*DIRECTIONS*:
Among the entries that follow, some lines contain the word "UserPage". Show all of them.
[TASK DATA — start]
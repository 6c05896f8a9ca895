use crate::domains::auth::models::{MessageResponse, UserResponse};
use crate::domains::dashboard::models::{
    PeriodCountResponse, PeriodQuery, SystemStats, TransactionFilter, UserFilter, VolumeQuery,
    VolumeResponse, WalletFilter,
};
use crate::domains::ledger::models::TransactionResponse;
use crate::domains::wallet::models::WalletResponse;
use crate::shared::services::AppState;
use crate::shared::errors::{AccountError, LedgerError, StatsError, WalletError};
use crate::shared::utils::{
    Page, PageParams, SearchParams, TransactionPage, UserPage, WalletPage, TRANSACTION_SORT_FIELDS,
    USER_SORT_FIELDS, WALLET_SORT_FIELDS,
};
use axum::{extract::{Path, Query, State}, http::StatusCode, Json};

/// 시스템 통계 (요청마다 재계산)
#[utoipa::path(
    get,
    path = "/api/admin/dashboard/stats",
    responses(
        (status = 200, description = "System statistics", body = SystemStats),
        (status = 500, description = "Internal server error")
    ),
    tag = "Dashboard"
)]
pub async fn get_stats(
    State(app_state): State<AppState>,
) -> Result<Json<SystemStats>, (StatusCode, Json<serde_json::Value>)> {
    let stats = app_state
        .dashboard_state
        .stats_service
        .system_statistics()
        .await
        .map_err(|e: StatsError| -> (StatusCode, Json<serde_json::Value>) { e.into() })?;

    Ok(Json(stats))
}

// ---------------------------------------------------------------------
// 사용자 관리
// ---------------------------------------------------------------------

#[utoipa::path(
    get,
    path = "/api/admin/dashboard/users",
    params(PageParams, UserFilter),
    responses((status = 200, description = "Users page", body = UserPage)),
    tag = "Dashboard"
)]
pub async fn list_users(
    State(app_state): State<AppState>,
    Query(params): Query<PageParams>,
    Query(filter): Query<UserFilter>,
) -> Result<Json<Page<UserResponse>>, (StatusCode, Json<serde_json::Value>)> {
    let page = params.to_request(USER_SORT_FIELDS).map_err(AccountError::Validation)?;

    let users = app_state
        .auth_state
        .user_service
        .list_paged(filter.active, &page)
        .await
        .map_err(|e: AccountError| -> (StatusCode, Json<serde_json::Value>) { e.into() })?;

    Ok(Json(users.map(UserResponse::from)))
}

#[utoipa::path(
    get,
    path = "/api/admin/dashboard/users/search",
    params(SearchParams, PageParams),
    responses((status = 200, description = "Matching users", body = UserPage)),
    tag = "Dashboard"
)]
pub async fn search_users(
    State(app_state): State<AppState>,
    Query(search): Query<SearchParams>,
    Query(params): Query<PageParams>,
) -> Result<Json<Page<UserResponse>>, (StatusCode, Json<serde_json::Value>)> {
    let page = params.to_request(USER_SORT_FIELDS).map_err(AccountError::Validation)?;

    let users = app_state
        .auth_state
        .user_service
        .search(&search.query, &page)
        .await
        .map_err(|e: AccountError| -> (StatusCode, Json<serde_json::Value>) { e.into() })?;

    Ok(Json(users.map(UserResponse::from)))
}

#[utoipa::path(
    put,
    path = "/api/admin/dashboard/users/{id}/toggle-status",
    params(("id" = u64, Path, description = "User ID")),
    responses(
        (status = 200, description = "Active flag flipped", body = UserResponse),
        (status = 404, description = "User not found")
    ),
    tag = "Dashboard"
)]
pub async fn toggle_user_status(
    State(app_state): State<AppState>,
    Path(id): Path<u64>,
) -> Result<Json<UserResponse>, (StatusCode, Json<serde_json::Value>)> {
    let user = app_state
        .auth_state
        .user_service
        .toggle_status(id)
        .await
        .map_err(|e: AccountError| -> (StatusCode, Json<serde_json::Value>) { e.into() })?;

    Ok(Json(user.into()))
}

// ---------------------------------------------------------------------
// 지갑 관리
// ---------------------------------------------------------------------

#[utoipa::path(
    get,
    path = "/api/admin/dashboard/wallets",
    params(PageParams, WalletFilter),
    responses((status = 200, description = "Wallets page", body = WalletPage)),
    tag = "Dashboard"
)]
pub async fn list_wallets(
    State(app_state): State<AppState>,
    Query(params): Query<PageParams>,
    Query(filter): Query<WalletFilter>,
) -> Result<Json<Page<WalletResponse>>, (StatusCode, Json<serde_json::Value>)> {
    let page = params.to_request(WALLET_SORT_FIELDS).map_err(WalletError::Validation)?;

    let wallets = app_state
        .wallet_state
        .wallet_service
        .list_paged(filter.currency, filter.active, &page)
        .await
        .map_err(|e: WalletError| -> (StatusCode, Json<serde_json::Value>) { e.into() })?;

    Ok(Json(wallets.map(WalletResponse::from)))
}

#[utoipa::path(
    get,
    path = "/api/admin/dashboard/wallets/search",
    params(SearchParams, PageParams),
    responses((status = 200, description = "Matching wallets (address, owner username / email)", body = WalletPage)),
    tag = "Dashboard"
)]
pub async fn search_wallets(
    State(app_state): State<AppState>,
    Query(search): Query<SearchParams>,
    Query(params): Query<PageParams>,
) -> Result<Json<Page<WalletResponse>>, (StatusCode, Json<serde_json::Value>)> {
    let page = params.to_request(WALLET_SORT_FIELDS).map_err(WalletError::Validation)?;

    let wallets = app_state
        .wallet_state
        .wallet_service
        .search(&search.query, &page)
        .await
        .map_err(|e: WalletError| -> (StatusCode, Json<serde_json::Value>) { e.into() })?;

    Ok(Json(wallets.map(WalletResponse::from)))
}

/// 활성 지갑만 비활성화, 비활성 지갑은 그대로 200
#[utoipa::path(
    put,
    path = "/api/admin/dashboard/wallets/{id}/toggle-status",
    params(("id" = u64, Path, description = "Wallet ID")),
    responses(
        (status = 200, description = "Wallet after toggle", body = WalletResponse),
        (status = 404, description = "Wallet not found")
    ),
    tag = "Dashboard"
)]
pub async fn toggle_wallet_status(
    State(app_state): State<AppState>,
    Path(id): Path<u64>,
) -> Result<Json<WalletResponse>, (StatusCode, Json<serde_json::Value>)> {
    let wallet = app_state
        .wallet_state
        .wallet_service
        .toggle_status(id)
        .await
        .map_err(|e: WalletError| -> (StatusCode, Json<serde_json::Value>) { e.into() })?;

    Ok(Json(wallet.into()))
}

#[utoipa::path(
    post,
    path = "/api/admin/dashboard/wallets/{id}/refresh-balance",
    params(("id" = u64, Path, description = "Wallet ID")),
    responses(
        (status = 200, description = "Balance replaced with the chain-reported value", body = WalletResponse),
        (status = 404, description = "Wallet not found")
    ),
    tag = "Dashboard"
)]
pub async fn refresh_wallet_balance(
    State(app_state): State<AppState>,
    Path(id): Path<u64>,
) -> Result<Json<WalletResponse>, (StatusCode, Json<serde_json::Value>)> {
    let wallet = app_state
        .wallet_state
        .wallet_service
        .refresh_wallet_balance(id)
        .await
        .map_err(|e: WalletError| -> (StatusCode, Json<serde_json::Value>) { e.into() })?;

    Ok(Json(wallet.into()))
}

// ---------------------------------------------------------------------
// 트랜잭션 관리
// ---------------------------------------------------------------------

#[utoipa::path(
    get,
    path = "/api/admin/dashboard/transactions",
    params(PageParams, TransactionFilter),
    responses((status = 200, description = "Transactions page", body = TransactionPage)),
    tag = "Dashboard"
)]
pub async fn list_transactions(
    State(app_state): State<AppState>,
    Query(params): Query<PageParams>,
    Query(filter): Query<TransactionFilter>,
) -> Result<Json<Page<TransactionResponse>>, (StatusCode, Json<serde_json::Value>)> {
    let page = params.to_request(TRANSACTION_SORT_FIELDS).map_err(LedgerError::Validation)?;

    let txs = app_state
        .ledger_state
        .transaction_service
        .list_paged(filter.status, filter.tx_type, &page)
        .await
        .map_err(|e: LedgerError| -> (StatusCode, Json<serde_json::Value>) { e.into() })?;

    Ok(Json(txs.map(TransactionResponse::from)))
}

#[utoipa::path(
    get,
    path = "/api/admin/dashboard/transactions/search",
    params(SearchParams, PageParams),
    responses((status = 200, description = "Matching transactions (hash, from / to address)", body = TransactionPage)),
    tag = "Dashboard"
)]
pub async fn search_transactions(
    State(app_state): State<AppState>,
    Query(search): Query<SearchParams>,
    Query(params): Query<PageParams>,
) -> Result<Json<Page<TransactionResponse>>, (StatusCode, Json<serde_json::Value>)> {
    let page = params.to_request(TRANSACTION_SORT_FIELDS).map_err(LedgerError::Validation)?;

    let txs = app_state
        .ledger_state
        .transaction_service
        .search(&search.query, &page)
        .await
        .map_err(|e: LedgerError| -> (StatusCode, Json<serde_json::Value>) { e.into() })?;

    Ok(Json(txs.map(TransactionResponse::from)))
}

#[utoipa::path(
    get,
    path = "/api/admin/dashboard/transactions/pending",
    params(PageParams),
    responses((status = 200, description = "PENDING transactions", body = TransactionPage)),
    tag = "Dashboard"
)]
pub async fn pending_transactions(
    State(app_state): State<AppState>,
    Query(params): Query<PageParams>,
) -> Result<Json<Page<TransactionResponse>>, (StatusCode, Json<serde_json::Value>)> {
    let page = params.to_request(TRANSACTION_SORT_FIELDS).map_err(LedgerError::Validation)?;

    let txs = app_state
        .ledger_state
        .transaction_service
        .pending(&page)
        .await
        .map_err(|e: LedgerError| -> (StatusCode, Json<serde_json::Value>) { e.into() })?;

    Ok(Json(txs.map(TransactionResponse::from)))
}

// ---------------------------------------------------------------------
// 기간 분석
// ---------------------------------------------------------------------

#[utoipa::path(
    get,
    path = "/api/admin/dashboard/analytics/users-registered",
    params(PeriodQuery),
    responses(
        (status = 200, description = "Users registered within [start, end]", body = PeriodCountResponse),
        (status = 400, description = "start is after end")
    ),
    tag = "Dashboard"
)]
pub async fn users_registered(
    State(app_state): State<AppState>,
    Query(period): Query<PeriodQuery>,
) -> Result<Json<PeriodCountResponse>, (StatusCode, Json<serde_json::Value>)> {
    let count = app_state
        .dashboard_state
        .stats_service
        .users_registered_in_period(period.start, period.end)
        .await
        .map_err(|e: StatsError| -> (StatusCode, Json<serde_json::Value>) { e.into() })?;

    Ok(Json(PeriodCountResponse {
        start: period.start,
        end: period.end,
        count,
    }))
}

#[utoipa::path(
    get,
    path = "/api/admin/dashboard/analytics/transactions",
    params(PeriodQuery),
    responses(
        (status = 200, description = "Transactions created within [start, end]", body = PeriodCountResponse),
        (status = 400, description = "start is after end")
    ),
    tag = "Dashboard"
)]
pub async fn transactions_in_period(
    State(app_state): State<AppState>,
    Query(period): Query<PeriodQuery>,
) -> Result<Json<PeriodCountResponse>, (StatusCode, Json<serde_json::Value>)> {
    let count = app_state
        .dashboard_state
        .stats_service
        .transactions_in_period(period.start, period.end)
        .await
        .map_err(|e: StatsError| -> (StatusCode, Json<serde_json::Value>) { e.into() })?;

    Ok(Json(PeriodCountResponse {
        start: period.start,
        end: period.end,
        count,
    }))
}

#[utoipa::path(
    get,
    path = "/api/admin/dashboard/analytics/volume",
    params(VolumeQuery),
    responses(
        (status = 200, description = "CONFIRMED volume within [start, end]", body = VolumeResponse),
        (status = 400, description = "start is after end")
    ),
    tag = "Dashboard"
)]
pub async fn volume_in_period(
    State(app_state): State<AppState>,
    Query(query): Query<VolumeQuery>,
) -> Result<Json<VolumeResponse>, (StatusCode, Json<serde_json::Value>)> {
    let volume = app_state
        .dashboard_state
        .stats_service
        .volume_in_period(query.start, query.end, query.currency)
        .await
        .map_err(|e: StatsError| -> (StatusCode, Json<serde_json::Value>) { e.into() })?;

    Ok(Json(VolumeResponse {
        start: query.start,
        end: query.end,
        currency: query.currency,
        volume,
    }))
}

/// 개발용 샘플 데이터 생성 (지갑 2개 이상 필요)
#[utoipa::path(
    post,
    path = "/api/admin/dashboard/create-sample-data",
    responses(
        (status = 200, description = "success=false when fewer than two wallets exist", body = MessageResponse)
    ),
    tag = "Dashboard"
)]
pub async fn create_sample_data(
    State(app_state): State<AppState>,
) -> Result<Json<MessageResponse>, (StatusCode, Json<serde_json::Value>)> {
    let created = app_state
        .ledger_state
        .transaction_service
        .create_sample_transactions()
        .await
        .map_err(|e: LedgerError| -> (StatusCode, Json<serde_json::Value>) { e.into() })?;

    if created {
        Ok(Json(MessageResponse::ok("Sample data created successfully")))
    } else {
        Ok(Json(MessageResponse {
            message: "At least two wallets are required to create sample data".to_string(),
            success: false,
        }))
    }
}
[TASK DATA — finish]
*SOLUTION TO THIS EXERCISE*:
    Page, PageParams, SearchParams, TransactionPage, UserPage, WalletPage, TRANSACTION_SORT_FIELDS,
    responses((status = 200, description = "Users page", body = UserPage)),
    responses((status = 200, description = "Matching users", body = UserPage)),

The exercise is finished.